Records for this task:

§ §

impl Shared {
    fn lock(&self) -> MutexGuard<'_, State> {
        self.state.lock().unwrap_or_else(PoisonError::into_inner)
    }

    fn next_generation(&self) -> u64 {
        self.generations.fetch_add(1, Ordering::Relaxed)
    }

    fn new_slot(&self, key: &CacheKey, options: QueryOptions, now: Instant) -> Slot {
        Slot::new(key.clone(), options, self.next_generation(), now)
    }

    /// Mark the slot loading and spawn its fetch.
    ///
    /// # Panics
    ///
    /// Requires a tokio runtime context.
    fn start_fetch(self: &Arc<Self>, key: &CacheKey, slot: &mut Slot) {
        let Some(fetcher) = slot.fetcher.clone() else {
            return;
        };
        slot.in_flight = true;
        slot.invalidated_in_flight = false;
        slot.update(|e| {
            e.status = QueryStatus::Loading;
            e.retry_count = 0;
        });
        metrics::counter!(telemetry::FETCHES_TOTAL, "domain" => domain_label(key)).increment(1);
        debug!(key = %key, generation = slot.generation, "fetch started");
        tokio::spawn(run_fetch(
            Arc::downgrade(self),
            key.clone(),
            slot.generation,
            fetcher,
            slot.options.clone(),
        ));
    }

    /// Mirror the retry counter onto the entry. Returns `false` when the
    /// entry was removed and the fetch should stop.
    fn record_retry(&self, key: &CacheKey, generation: u64, retries: u32) -> bool {
        let mut state = self.lock();
        if state.discarded.remove(&generation) {
            return false;
        }
        if let Some(slot) = state.slots.get(key).filter(|s| s.generation == generation) {
            slot.update(|e| e.retry_count = retries);
        }
        true
    }

    fn settle(
        self: &Arc<Self>,
        key: &CacheKey,
        generation: u64,
        fetcher: Fetcher,
        options: &QueryOptions,
        outcome: Result<Value>,
    ) {
        let now = Instant::now();
        let mut state = self.lock();
        if state.discarded.remove(&generation) {
            debug!(key = %key, "discarding fetch result for removed entry");
            return;
        }

        let slot = match state.slots.entry(key.clone()) {
            std::collections::hash_map::Entry::Occupied(o) => o.into_mut(),
            std::collections::hash_map::Entry::Vacant(v) => {
                // Evicted or cleared mid-flight: write the result back anyway.
                debug!(key = %key, "resurrecting entry for late fetch result");
                let mut slot = Slot::new(key.clone(), options.clone(), self.next_generation(), now);
                slot.fetcher = Some(fetcher);
                v.insert(slot)
            }
        };

        let owns = slot.generation == generation;
        if owns {
            slot.in_flight = false;
        }

        match outcome {
            Ok(value) => {
                slot.write_value(value, options.stale_time, now);
                debug!(key = %key, "fetch succeeded");
            }
            Err(err) => {
                warn!(key = %key, error = %err, "fetch failed");
                let in_flight = slot.in_flight;
                slot.update(|e| {
                    e.error = Some(err);
                    e.status = if in_flight {
                        QueryStatus::Loading
                    } else {
                        QueryStatus::Error
                    };
                });
            }
        }

        if owns && slot.invalidated_in_flight {
            slot.invalidated_in_flight = false;
            slot.update(|e| {
                if e.stale_at.is_some() {
                    e.stale_at = Some(now);
                }
            });
            if slot.subscribers() > 0 && slot.options.enabled {
                self.start_fetch(key, slot);
            }
        }

        if slot.subscribers() == 0 && !slot.in_flight {
            slot.idle_since = Some(now);
            self.schedule_gc(key.clone());
        }
    }

    fn schedule_gc(self: &Arc<Self>, key: CacheKey) {
        let Ok(handle) = tokio::runtime::Handle::try_current() else {
            return;
        };
        let shared = Arc::downgrade(self);
        let gc_time = self.config.gc_time;
        handle.spawn(async move {
            tokio::time::sleep(gc_time).await;
            if let Some(shared) = shared.upgrade() {
                shared.evict_if_idle(&key);
            }
        });
    }

    fn evict_if_idle(&self, key: &CacheKey) -> bool {
        let now = Instant::now();
        let mut state = self.lock();
        let evictable = state
            .slots
            .get(key)
            .is_some_and(|slot| slot.is_evictable(now, self.config.gc_time));
        if evictable {
            state.slots.remove(key);
            metrics::counter!(telemetry::EVICTIONS_TOTAL, "domain" => domain_label(key))
                .increment(1);
            debug!(key = %key, "evicted idle entry");
        }
        evictable
    }
}
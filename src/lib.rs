//! Hermod - data synchronization layer for a travel-agency back office
//!
//! This crate fetches, caches, normalizes and invalidates the entities a
//! back-office UI works with: customer types, manpower services, sales
//! invoices and visa-processing services. Reads go through a shared
//! [`QueryCache`] that deduplicates concurrent fetches, retries transient
//! failures and keeps the last good value on error. Writes go through a
//! [`MutationCoordinator`] that patches, removes and invalidates the
//! affected cache keys once the backend confirms.
//!
//! # Example
//!
//! ```rust,no_run
//! use hermod::{Filters, Hermod};
//!
//! #[tokio::main]
//! async fn main() -> hermod::Result<()> {
//!     let hermod = Hermod::builder()
//!         .base_url("https://backoffice.example.com/api")
//!         .build()?;
//!
//!     let pending = hermod
//!         .invoices()
//!         .list(&Filters::new().status("pending").page(1))
//!         .await?;
//!     for invoice in &pending.items {
//!         println!("{} due {}", invoice.invoice_number, invoice.due);
//!     }
//!
//!     hermod
//!         .invoices()
//!         .update("42", serde_json::json!({ "paid": 5000 }))
//!         .await?;
//!     Ok(())
//! }
//! ```

pub mod cache;
pub mod config;
pub mod domains;
pub mod error;
pub mod gateway;
pub mod keys;
pub mod mutation;
pub mod normalize;
pub mod notify;
pub mod resource;
pub mod retry;
pub mod telemetry;
pub mod transport;

// Re-export main types at crate root
pub use cache::{CacheConfig, CacheEntry, QueryCache, QueryOptions, QueryStatus, Subscription};
pub use config::Config;
pub use domains::{CustomerType, Domain, Invoice, ManpowerService, VisaProcessingService};
pub use error::{HermodError, Result};
pub use gateway::{Hermod, HermodBuilder};
pub use keys::{CacheKey, Filters, ResourceKeys, Segment};
pub use mutation::{
    BulkOutcome, DomainMessages, Mutation, MutationCoordinator, MutationEffect, MutationKind,
    Patch,
};
pub use normalize::{FieldKind, FieldRule, Normalizer};
pub use notify::{Notification, NotificationIcon, Notifier, TracingNotifier};
pub use resource::{Page, ResourceClient, ResourceDescriptor, ResourceFactory};
pub use retry::RetryPolicy;
pub use transport::{Envelope, HttpTransport, Method, Pagination, Transport};

/// Package version from Cargo.toml.
pub const PKG_VERSION: &str = env!("CARGO_PKG_VERSION");
//! Sales invoices, with the `pending` sub-list of unpaid invoices.

use std::time::Duration;

use serde::{Deserialize, Serialize};

use super::{reject_negative, require_positive, require_text};
use crate::mutation::DomainMessages;
use crate::normalize::{FieldRule, Normalizer};
use crate::resource::ResourceDescriptor;

pub const DOMAIN: &str = "invoices";
pub const PATH: &str = "/invoices";

/// Sub-list of invoices with an outstanding balance.
pub const PENDING: &str = "pending";
pub const PENDING_PATH: &str = "/invoices/pending";

pub const STALE_TIME: Duration = Duration::from_secs(30);

#[derive(Debug, Clone, Default, PartialEq, Serialize, Deserialize)]
#[serde(rename_all = "camelCase")]
pub struct Invoice {
    pub id: String,
    pub invoice_number: String,
    pub date: Option<String>,
    pub customer_id: String,
    pub customer_name: String,
    pub amount: f64,
    pub paid: f64,
    pub due: f64,
    pub status: String,
    pub notes: Option<String>,
}

pub fn normalizer() -> Normalizer {
    Normalizer::new()
        .field(FieldRule::id("id").or("_id").or("invoiceId"))
        .field(
            FieldRule::text("invoiceNumber")
                .or("invoiceNo")
                .or("invoice_no"),
        )
        .field(
            FieldRule::date("date")
                .or("invoiceDate")
                .or("createdAt")
                .defaults_to_today(),
        )
        .field(
            FieldRule::id("customerId")
                .or("customer.id")
                .or("customer._id")
                .or("customer_id"),
        )
        .field(
            FieldRule::text("customerName")
                .or("customer.name")
                .or("customer_name"),
        )
        .field(FieldRule::number("amount").or("total").or("bill"))
        .field(FieldRule::number("paid").or("received"))
        .field(FieldRule::number("due").or("balance"))
        .field(FieldRule::text("status"))
        .field(FieldRule::optional_text("notes").or("note").or("remarks"))
}

pub fn descriptor() -> ResourceDescriptor {
    ResourceDescriptor::new(DOMAIN, PATH, normalizer(), DomainMessages::new("Invoice"))
        .with_stale_time(STALE_TIME)
        .sub_list(PENDING, PENDING_PATH)
        .validate_create(|body| {
            require_text(body, "customerId", "Customer")?;
            require_positive(body, "amount", "Amount")?;
            reject_negative(body, "paid", "Paid amount")
        })
}

#[cfg(test)]
mod tests {
    use super::*;
    use serde_json::{Map, Value, json};

    #[test]
    fn nested_customer_and_legacy_number() {
        let raw = json!({
            "_id": 42,
            "invoiceNo": "INV-0042",
            "customer": { "_id": "c9", "name": "Al Noor Travels" },
            "total": "12500",
            "paid": 5000,
            "balance": 7500,
            "status": "partial",
            "invoiceDate": "2024-03-10T00:00:00.000Z"
        });
        let invoice: Invoice = normalizer().normalize_as(&raw).unwrap();
        assert_eq!(
            invoice,
            Invoice {
                id: "42".into(),
                invoice_number: "INV-0042".into(),
                date: Some("2024-03-10".into()),
                customer_id: "c9".into(),
                customer_name: "Al Noor Travels".into(),
                amount: 12500.0,
                paid: 5000.0,
                due: 7500.0,
                status: "partial".into(),
                notes: None,
            }
        );
    }

    #[test]
    fn persisted_invoice_without_date_stays_null() {
        let normalized = normalizer().normalize(&json!({ "id": "1" }));
        assert_eq!(normalized["date"], Value::Null);
        assert_eq!(normalized["amount"], 0);
    }

    #[test]
    fn draft_invoice_defaults_date_to_today() {
        let mut body = Map::new();
        body.insert("customerId".into(), json!("c1"));
        normalizer().apply_creation_defaults(&mut body);
        assert_eq!(body["date"], json!(crate::normalize::today()));
    }

    #[test]
    fn has_pending_sub_list() {
        let d = descriptor();
        assert_eq!(d.sub_lists()[0].name, PENDING);
        assert_eq!(d.sub_lists()[0].path, PENDING_PATH);
    }
}
//! Query cache.
//!
//! [`QueryCache`] is the single store every resource client reads and
//! writes through. It is explicitly constructed and passed around (it is a
//! cheap `Arc` handle), so tests get isolated caches for free.
//!
//! # Entry lifecycle
//!
//! ```text
//! Idle ──get──▶ Loading ──ok──▶ Success ──invalidate──▶ Loading (subscribed)
//!                  │                  └──invalidate──▶ Success, stale (unsubscribed)
//!                  └──err──▶ Error ───invalidate/get──▶ Loading
//! ```
//!
//! Any entry with zero subscribers for longer than
//! [`CacheConfig::gc_time`] is evicted, unless a fetch for it is in flight.
//!
//! # Guarantees
//!
//! - At most one fetch per key is in flight. Concurrent readers share it.
//! - A failed fetch keeps the previous value (stale-while-error).
//! - Transient failures are retried per [`RetryPolicy`](crate::RetryPolicy);
//!   client errors are not.
//! - Fetch results land in the cache even if the entry was evicted in the
//!   meantime. Results for entries explicitly [`remove`](QueryCache::remove)d
//!   while the fetch was running are discarded.

mod config;
mod entry;
mod store;
mod subscription;

pub use config::{CacheConfig, QueryOptions};
pub use entry::{CacheEntry, QueryStatus};
pub use store::{Fetcher, QueryCache, fetcher};
pub use subscription::Subscription;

§ §

Wherever the string "telemetry" appears in the data above, report the whole line.

        metrics::counter!(telemetry::FETCHES_TOTAL, "domain" => domain_label(key)).increment(1);
            metrics::counter!(telemetry::EVICTIONS_TOTAL, "domain" => domain_label(key))
pub mod telemetry;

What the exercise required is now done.